Both parents were addicts, and they’d leave us at home for weeks without checking on us, bringing food, paying utilities. I was young when this started, but I remember most of the rough stuff happening when I was between 8-12 years old.
Because of my age, I didn’t know that water companies didn’t actually come out to do “water pipe tests” and then forget to turn your water back on. My dad taught us to always wait until the utility guys were gone, and he had a homemade water tool he taught us to use to turn it back on.
He said if we did it while they were there still, someone would get fired for not doing his job, and since it was so simple, we would just do his job for him for free. I was either too innocent to comprehend what was actually happening, or I somehow refused to see it.
My sister, brother, and I would have “yard sales” daily after school and on the weekends to be able to order enough pizza for all of us.

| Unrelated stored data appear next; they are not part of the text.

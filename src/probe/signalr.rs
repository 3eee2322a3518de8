//! SignalR hub probe.
//!
//! Performs the hub's negotiate handshake, the first step every SignalR
//! client takes before opening a transport.

use super::{Probe, ProbeContext, ProbeError, ProbeResult};

use async_trait::async_trait;
use serde::Deserialize;

#[derive(Debug, Clone, Default, Deserialize)]
#[serde(rename_all = "PascalCase")]
pub struct SignalROptions {
    #[serde(default)]
    pub url: String,
}

#[derive(Debug, Deserialize)]
#[serde(rename_all = "camelCase")]
struct Negotiation {
    connection_id: Option<String>,
    connection_token: Option<String>,
    /// Set when the hub redirects clients elsewhere (e.g. Azure SignalR).
    url: Option<String>,
    error: Option<String>,
}

pub struct SignalRHubProbe {
    url: String,
    client: reqwest::Client,
}

impl SignalRHubProbe {
    pub fn new(url: &str) -> Result<Self, reqwest::Error> {
        let client = reqwest::Client::builder().build()?;
        Ok(Self {
            url: url.trim_end_matches('/').to_string(),
            client,
        })
    }

    fn negotiate_url(&self) -> String {
        format!("{}/negotiate?negotiateVersion=1", self.url)
    }

    async fn negotiate(&self, ctx: &ProbeContext) -> Result<Negotiation, ProbeError> {
        let resp = self
            .client
            .post(self.negotiate_url())
            .timeout(ctx.timeout)
            .send()
            .await?;

        let status = resp.status();
        if !status.is_success() {
            return Err(ProbeError::Protocol(format!(
                "hub {} returns status code {}",
                self.url, status
            )));
        }
        Ok(resp.json::<Negotiation>().await?)
    }
}

#[async_trait]
impl Probe for SignalRHubProbe {
    async fn check(&self, ctx: &ProbeContext) -> ProbeResult {
        match self.negotiate(ctx).await {
            Ok(Negotiation { error: Some(error), .. }) => {
                ProbeResult::new(ctx.failure_status, format!("hub {} refused connection: {}", self.url, error))
            }
            Ok(n) if n.connection_id.is_some() || n.connection_token.is_some() || n.url.is_some() => {
                ProbeResult::healthy()
            }
            Ok(_) => ProbeResult::new(
                ctx.failure_status,
                format!("hub {} returned an unexpected negotiate response", self.url),
            ),
            Err(e) => ProbeResult::from_error(ctx.failure_status, e),
        }
    }
}
use healthmon::collector::{HttpReporter, Reporter};
use healthmon::config::ServerConfig;
use healthmon::db::Store;
use healthmon::model::{HealthCheck, HealthCheckEntry, HealthCheckStateView, HealthStatus};
use healthmon::state::{Aggregator, SystemClock};
use healthmon::web::Server;

use chrono::Utc;
use std::sync::Arc;
use std::time::Duration;
use tempfile::TempDir;
use uuid::Uuid;

async fn spawn_server(dir: &TempDir) -> String {
    let store = Arc::new(Store::new(dir.path().join("data").join("monitoring.db")).unwrap());
    let aggregator = Aggregator::new(store, Arc::new(SystemClock));
    let server = Server::new(ServerConfig::default(), aggregator);

    let listener = tokio::net::TcpListener::bind("127.0.0.1:0").await.unwrap();
    let addr = listener.local_addr().unwrap();
    tokio::spawn(async move {
        server.serve(listener, std::future::pending()).await.unwrap();
    });
    format!("http://{}", addr)
}

fn entry(app: Uuid, status: HealthStatus) -> HealthCheckEntry {
    HealthCheckEntry {
        id: Uuid::nil(),
        application_id: app,
        server_name: "S1".to_string(),
        name: "disk-check".to_string(),
        description: None,
        status,
        last_execution: Utc::now(),
        last_duration: Duration::from_millis(20),
        health_check: None,
        history_entries: None,
    }
}

#[tokio::test]
async fn test_register_ingest_and_view() {
    let dir = TempDir::new().unwrap();
    let base = spawn_server(&dir).await;
    let reporter = HttpReporter::new(&base, Duration::from_secs(5)).unwrap();
    let app = Uuid::new_v4();

    let registered = reporter
        .register(&HealthCheck {
            id: Uuid::nil(),
            name: "disk-check".to_string(),
            description: "free space on data volumes".to_string(),
            tags: vec!["infra".to_string(), "storage".to_string()],
        })
        .await
        .unwrap();
    assert!(!registered.id.is_nil());

    reporter.submit(&entry(app, HealthStatus::Healthy)).await.unwrap();
    reporter.submit(&entry(app, HealthStatus::Degraded)).await.unwrap();

    let views: Vec<HealthCheckStateView> = reqwest::get(format!(
        "{}/api/HealthMonitor/GetApplicationStatus?applicationId={}",
        base, app
    ))
    .await
    .unwrap()
    .json()
    .await
    .unwrap();

    assert_eq!(views.len(), 1);
    let view = &views[0];
    assert_eq!(view.first_level, "infra");
    assert_eq!(view.second_level, "storage");
    assert_eq!(view.check_name, "disk-check");
    assert_eq!(view.status, HealthStatus::Degraded);
    assert_eq!(view.checks.len(), 1);
    assert_eq!(view.checks[0].status, HealthStatus::Degraded);
    assert_eq!(view.checks[0].health_check.as_ref().unwrap().id, registered.id);

    let detail: Option<HealthCheckStateView> = reqwest::get(format!(
        "{}/api/HealthMonitor/GetHealthCheck?applicationId={}&checkName=disk-check",
        base, app
    ))
    .await
    .unwrap()
    .json()
    .await
    .unwrap();

    let detail = detail.unwrap();
    let history = detail.checks[0].history_entries.as_ref().unwrap();
    assert_eq!(history.len(), 2);
    assert_eq!(history[0].status, HealthStatus::Degraded);
    assert_eq!(history[1].status, HealthStatus::Healthy);
}

#[tokio::test]
async fn test_unregistered_check_is_rejected() {
    let dir = TempDir::new().unwrap();
    let base = spawn_server(&dir).await;
    let reporter = HttpReporter::new(&base, Duration::from_secs(5)).unwrap();

    let err = reporter
        .submit(&entry(Uuid::new_v4(), HealthStatus::Healthy))
        .await
        .unwrap_err();
    assert!(err.to_string().contains("400"));
}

We usually made only a few dollars, but we’d scrounge more junk to sell until it made enough to have pizza delivered.
Even at a young age, I did always feel bad about being unable to tip the drivers, but I have always made sure to be an extremely good tipper as an adult to make up for being that starving child that couldn’t before.

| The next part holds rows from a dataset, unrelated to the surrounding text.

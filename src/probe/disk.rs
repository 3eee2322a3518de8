//! Disk free-space probe.

use super::{Probe, ProbeContext, ProbeError, ProbeResult};

use async_trait::async_trait;
use serde::Deserialize;
use std::ffi::CString;
use std::io;
use std::mem::MaybeUninit;
use std::sync::Arc;

/// Minimum free space for one drive, in megabytes.
#[derive(Debug, Clone, Deserialize)]
#[serde(rename_all = "PascalCase")]
pub struct DriveThreshold {
    pub drive_name: String,
    pub minimum_free_space: u64,
}

#[derive(Debug, Clone, Default, Deserialize)]
#[serde(rename_all = "PascalCase")]
pub struct DiskStorageOptions {
    #[serde(default)]
    pub drives: Vec<DriveThreshold>,
}

/// A mounted drive and its space available to unprivileged users.
#[derive(Debug, Clone)]
pub struct DriveInfo {
    pub name: String,
    pub available_bytes: u64,
}

/// Source of the live drive list.
pub trait DiskInventory: Send + Sync {
    fn drives(&self) -> io::Result<Vec<DriveInfo>>;
}

/// Drives from the kernel mount table, sized with `statvfs`.
pub struct MountTable;

impl DiskInventory for MountTable {
    fn drives(&self) -> io::Result<Vec<DriveInfo>> {
        let table = std::fs::read_to_string("/proc/mounts")?;
        let mut drives = Vec::new();

        for mount_point in parse_mount_points(&table) {
            match available_bytes(&mount_point) {
                Ok(available_bytes) => drives.push(DriveInfo {
                    name: mount_point,
                    available_bytes,
                }),
                Err(e) => tracing::debug!("Skipping mount {}: {}", mount_point, e),
            }
        }

        Ok(drives)
    }
}

/// Mount points from `/proc/mounts` text, in table order without duplicates.
fn parse_mount_points(table: &str) -> Vec<String> {
    let mut points: Vec<String> = Vec::new();
    for line in table.lines() {
        let Some(raw) = line.split_whitespace().nth(1) else {
            continue;
        };
        // The kernel octal-escapes whitespace in paths.
        let point = raw
            .replace("\\040", " ")
            .replace("\\011", "\t")
            .replace("\\012", "\n")
            .replace("\\134", "\\");
        if !points.contains(&point) {
            points.push(point);
        }
    }
    points
}

fn available_bytes(path: &str) -> io::Result<u64> {
    let c_path = CString::new(path).map_err(|e| io::Error::new(io::ErrorKind::InvalidInput, e))?;
    let mut stat = MaybeUninit::<libc::statvfs>::zeroed();

    // SAFETY: c_path is NUL-terminated and stat points to writable storage
    // of the right type.
    let rc = unsafe { libc::statvfs(c_path.as_ptr(), stat.as_mut_ptr()) };
    if rc != 0 {
        return Err(io::Error::last_os_error());
    }
    // SAFETY: statvfs returned success, so the struct is initialised.
    let stat = unsafe { stat.assume_init() };

    Ok((stat.f_bavail as u64).saturating_mul(stat.f_frsize as u64))
}

/// Mount paths compare equal regardless of a trailing separator.
fn same_drive(a: &str, b: &str) -> bool {
    fn normalize(path: &str) -> &str {
        let trimmed = path.trim_end_matches('/');
        if trimmed.is_empty() && path.starts_with('/') {
            "/"
        } else {
            trimmed
        }
    }
    normalize(a) == normalize(b)
}

/// Checks every configured drive and reports all violations together.
pub struct DiskStorageProbe {
    drives: Vec<DriveThreshold>,
    inventory: Arc<dyn DiskInventory>,
}

impl DiskStorageProbe {
    pub fn new(drives: Vec<DriveThreshold>) -> Self {
        Self::with_inventory(drives, Arc::new(MountTable))
    }

    pub fn with_inventory(drives: Vec<DriveThreshold>, inventory: Arc<dyn DiskInventory>) -> Self {
        Self { drives, inventory }
    }
}

#[async_trait]
impl Probe for DiskStorageProbe {
    async fn check(&self, ctx: &ProbeContext) -> ProbeResult {
        let inventory = self.inventory.clone();
        let drives = match tokio::task::spawn_blocking(move || inventory.drives()).await {
            Ok(Ok(drives)) => drives,
            Ok(Err(e)) => return ProbeResult::from_error(ctx.failure_status, e.into()),
            Err(e) => {
                return ProbeResult::from_error(
                    ctx.failure_status,
                    ProbeError::Protocol(format!("drive query failed: {}", e)),
                )
            }
        };

        let mut violations = Vec::new();
        for threshold in &self.drives {
            match drives.iter().find(|d| same_drive(&d.name, &threshold.drive_name)) {
                Some(drive) => {
                    let free_mb = drive.available_bytes / 1024 / 1024;
                    if free_mb < threshold.minimum_free_space {
                        violations.push(format!(
                            "free disk space for {} was {} mbytes, minimum free disk space was configured with {} mbytes",
                            threshold.drive_name, free_mb, threshold.minimum_free_space
                        ));
                    }
                }
                None => violations.push(format!("disk {} not found", threshold.drive_name)),
            }
        }

        if violations.is_empty() {
            ProbeResult::healthy()
        } else {
            ProbeResult::new(ctx.failure_status, violations.join("; "))
        }
    }
}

As I grew into my teens, I slowly learned how much worse things were than I had accepted before. My sister, brother, and I always feared being taken away and split up, so we sort of had this understanding as to how we would keep things from getting beyond the walls of our house.
Our house had started being painted one year, and my parents had written a bad check to the company, so they stopped painting it halfway through. Other people always talked about it and would pick at us for it, and it was in very poor shape.

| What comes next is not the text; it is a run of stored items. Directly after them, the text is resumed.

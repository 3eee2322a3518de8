//! Collector loop: runs every registered probe on a fixed interval and
//! forwards the results to the storage API.

mod endpoint;
mod report;
mod reporter;

pub use endpoint::*;
pub use report::*;
pub use reporter::*;

use crate::config::{ConfigError, MonitorSettings};
use crate::lifetime::{Lifetime, Shutdown};
use crate::model::{HealthCheck, HealthCheckEntry, HealthStatus};
use crate::probe::{run_probe, Probe, ProbeContext, ProbeEnvironment, ProbeError, ProbeRegistry};

use chrono::Utc;
use std::sync::Arc;
use std::time::{Duration, Instant};
use tokio::sync::watch;
use tokio::task::JoinHandle;
use uuid::Uuid;

/// A probe together with its definition and per-check settings.
pub struct RegisteredProbe {
    pub definition: HealthCheck,
    pub failure_status: HealthStatus,
    pub timeout: Duration,
    pub probe: Box<dyn Probe>,
}

impl RegisteredProbe {
    fn context(&self) -> ProbeContext {
        ProbeContext {
            failure_status: self.failure_status,
            timeout: self.timeout,
        }
    }
}

#[derive(Debug, Clone, Copy, PartialEq, Eq)]
pub enum CollectorState {
    NotStarted,
    Registering,
    Running,
    /// Final collection after shutdown began.
    Draining,
    Stopped,
}

pub struct Collector {
    application_id: Uuid,
    server_name: String,
    interval: Duration,
    probes: Vec<RegisteredProbe>,
    reporter: Arc<dyn Reporter>,
    lifetime: Lifetime,
    state: watch::Sender<CollectorState>,
    reports: watch::Sender<Option<HealthReport>>,
}

impl Collector {
    pub fn new(
        application_id: Uuid,
        server_name: impl Into<String>,
        interval: Duration,
        reporter: Arc<dyn Reporter>,
        lifetime: Lifetime,
    ) -> Self {
        let (state, _) = watch::channel(CollectorState::NotStarted);
        let (reports, _) = watch::channel(None);
        Self {
            application_id,
            server_name: server_name.into(),
            interval,
            probes: Vec::new(),
            reporter,
            lifetime,
            state,
            reports,
        }
    }

    /// Build a collector with one probe per configured check.
    pub fn from_settings(
        settings: &MonitorSettings,
        registry: &ProbeRegistry,
        reporter: Arc<dyn Reporter>,
        lifetime: Lifetime,
    ) -> Result<Self, ConfigError> {
        let env = ProbeEnvironment {
            shutdown: lifetime.subscribe(),
        };
        let mut collector = Self::new(
            settings.application_id,
            settings.server_name.clone(),
            settings.check_interval(),
            reporter,
            lifetime,
        );

        for check in &settings.health_checks {
            let probe = registry.build(check, &env)?;
            collector.add_probe(RegisteredProbe {
                definition: HealthCheck {
                    id: Uuid::nil(),
                    name: check.name.clone(),
                    description: check.description.clone(),
                    tags: check.tags.clone(),
                },
                failure_status: check.failure_status,
                timeout: check.timeout(),
                probe,
            });
        }

        Ok(collector)
    }

    pub fn add_probe(&mut self, probe: RegisteredProbe) {
        self.probes.push(probe);
    }

    pub fn probe_count(&self) -> usize {
        self.probes.len()
    }

    pub fn state(&self) -> watch::Receiver<CollectorState> {
        self.state.subscribe()
    }

    /// Latest report of the running loop; `None` until the first tick ends.
    pub fn reports(&self) -> watch::Receiver<Option<HealthReport>> {
        self.reports.subscribe()
    }

    /// Register every definition with the storage API. Failures are logged
    /// and do not prevent collection.
    pub async fn register(&mut self) {
        for registered in &mut self.probes {
            match self.reporter.register(&registered.definition).await {
                Ok(stored) => {
                    tracing::debug!("Registered health check {} as {}", stored.name, stored.id);
                    registered.definition.id = stored.id;
                }
                Err(e) => {
                    tracing::warn!(
                        "Failed to register health check {}: {}",
                        registered.definition.name,
                        e
                    );
                }
            }
        }
    }

    /// Run every probe once, submitting each result as it completes.
    pub async fn run_tick(&self) -> HealthReport {
        self.collect(&self.lifetime.subscribe()).await
    }

    /// Run one last tick after shutdown began.
    ///
    /// Probes observe the stopped lifetime and report accordingly, but the
    /// tick itself runs on a fresh cancellation source, bounded only by each
    /// probe's timeout and the owner's shutdown timeout.
    pub async fn drain(&self) -> HealthReport {
        let drain = Lifetime::new();
        self.collect(&drain.subscribe()).await
    }

    async fn collect(&self, cancel: &Shutdown) -> HealthReport {
        let start = Instant::now();
        let mut report = HealthReport::default();

        for registered in &self.probes {
            if cancel.is_stopping() {
                break;
            }

            let result = run_probe(registered.probe.as_ref(), &registered.context(), cancel).await;
            if matches!(result.error.as_deref(), Some(ProbeError::Cancelled)) {
                break;
            }

            let entry = HealthCheckEntry {
                id: Uuid::nil(),
                application_id: self.application_id,
                server_name: self.server_name.clone(),
                name: registered.definition.name.clone(),
                description: result.summary(),
                status: result.status,
                last_execution: Utc::now(),
                last_duration: result.duration,
                health_check: None,
                history_entries: None,
            };

            if let Err(e) = self.reporter.submit(&entry).await {
                tracing::error!("Failed to report health check {}: {}", entry.name, e);
            }

            report.entries.insert(entry.name, result);
        }

        report.total_duration = start.elapsed();
        tracing::debug!(
            "Collected {} health checks in {:?}, status {}",
            report.len(),
            report.total_duration,
            report.status()
        );
        report
    }

    /// Register, then collect on the interval until the lifetime stops, then
    /// drain once.
    pub fn start(mut self) -> CollectorHandle {
        let lifetime = self.lifetime.clone();
        let state = self.state.subscribe();
        let reports = self.reports.subscribe();

        let task = tokio::spawn(async move {
            let mut shutdown = self.lifetime.subscribe();

            self.state.send_replace(CollectorState::Registering);
            let registered = tokio::select! {
                _ = self.register() => true,
                _ = shutdown.stopped() => false,
            };
            if !registered {
                self.state.send_replace(CollectorState::Stopped);
                return;
            }

            self.state.send_replace(CollectorState::Running);
            tracing::info!(
                "Collector running {} health checks every {:?}",
                self.probes.len(),
                self.interval
            );

            let mut interval = tokio::time::interval(self.interval);
            interval.set_missed_tick_behavior(tokio::time::MissedTickBehavior::Delay);

            loop {
                tokio::select! {
                    _ = shutdown.stopped() => break,
                    _ = interval.tick() => {
                        let report = self.run_tick().await;
                        if !shutdown.is_stopping() {
                            self.reports.send_replace(Some(report));
                        }
                    }
                }
            }

            self.state.send_replace(CollectorState::Draining);
            let report = self.drain().await;
            tracing::info!("Final collection reported {}", report.status());
            self.reports.send_replace(Some(report));

            self.state.send_replace(CollectorState::Stopped);
            tracing::info!("Collector stopped");
        });

        CollectorHandle {
            lifetime,
            state,
            reports,
            task,
        }
    }
}

/// Owner-side handle of a started collector.
pub struct CollectorHandle {
    lifetime: Lifetime,
    state: watch::Receiver<CollectorState>,
    reports: watch::Receiver<Option<HealthReport>>,
    task: JoinHandle<()>,
}

impl CollectorHandle {
    pub fn state(&self) -> CollectorState {
        *self.state.borrow()
    }

    pub fn latest_report(&self) -> Option<HealthReport> {
        self.reports.borrow().clone()
    }

    pub fn reports(&self) -> watch::Receiver<Option<HealthReport>> {
        self.reports.clone()
    }

    /// Stop the loop and wait up to `timeout` for it to finish.
    ///
    /// Returns false if the loop did not finish in time; it is aborted then.
    pub async fn shutdown(self, timeout: Duration) -> bool {
        self.lifetime.stop();
        let abort = self.task.abort_handle();

        match tokio::time::timeout(timeout, self.task).await {
            Ok(Ok(())) => true,
            Ok(Err(e)) => {
                tracing::error!("Collector task failed: {}", e);
                true
            }
            Err(_) => {
                tracing::warn!("Collector did not stop within {:?}", timeout);
                abort.abort();
                false
            }
        }
    }
}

My only 2 best friends from middle through high school, slowly learned the reality of my life, and they pretty much helped me in every way possible. They never judged me poorly, they never frowned or told other kids when our water was shut off, they’d even occasionally bring stuff for us to sell at these awful yard sales we kept having.
When it rained, they knew to run to the kitchen for all of the pots and pans bc it would be pouring rain inside the house. Somehow, we managed to turn all of that stuff into a way of life that seemed positive somehow.
To this day, they are still my 2 best friends, and I can’t imagine life without them. By the time I was in my mid-late 20s, both parents had finally cleaned themselves up, and for the first time in my life, I experienced what it was actually like having parents who knew I existed.
Almost 40 now, mom has passed already, but my dad still lives a very sober life. It was hard knowing I only had 3 shirts, a pair of shorts, and 1 pair of pants to rotate in and out- rarely able to wash them, and none even fit.
I still don’t like that awful feeling when the “snobs”(that’s what I called them in my head when I was very young) would laugh and loudly ask me why I wore the same shirt 2 days in a row, or 3 days in the same week, and all of their attention brought more attention to my poor and dirty lifestyle I was trying to keep hidden.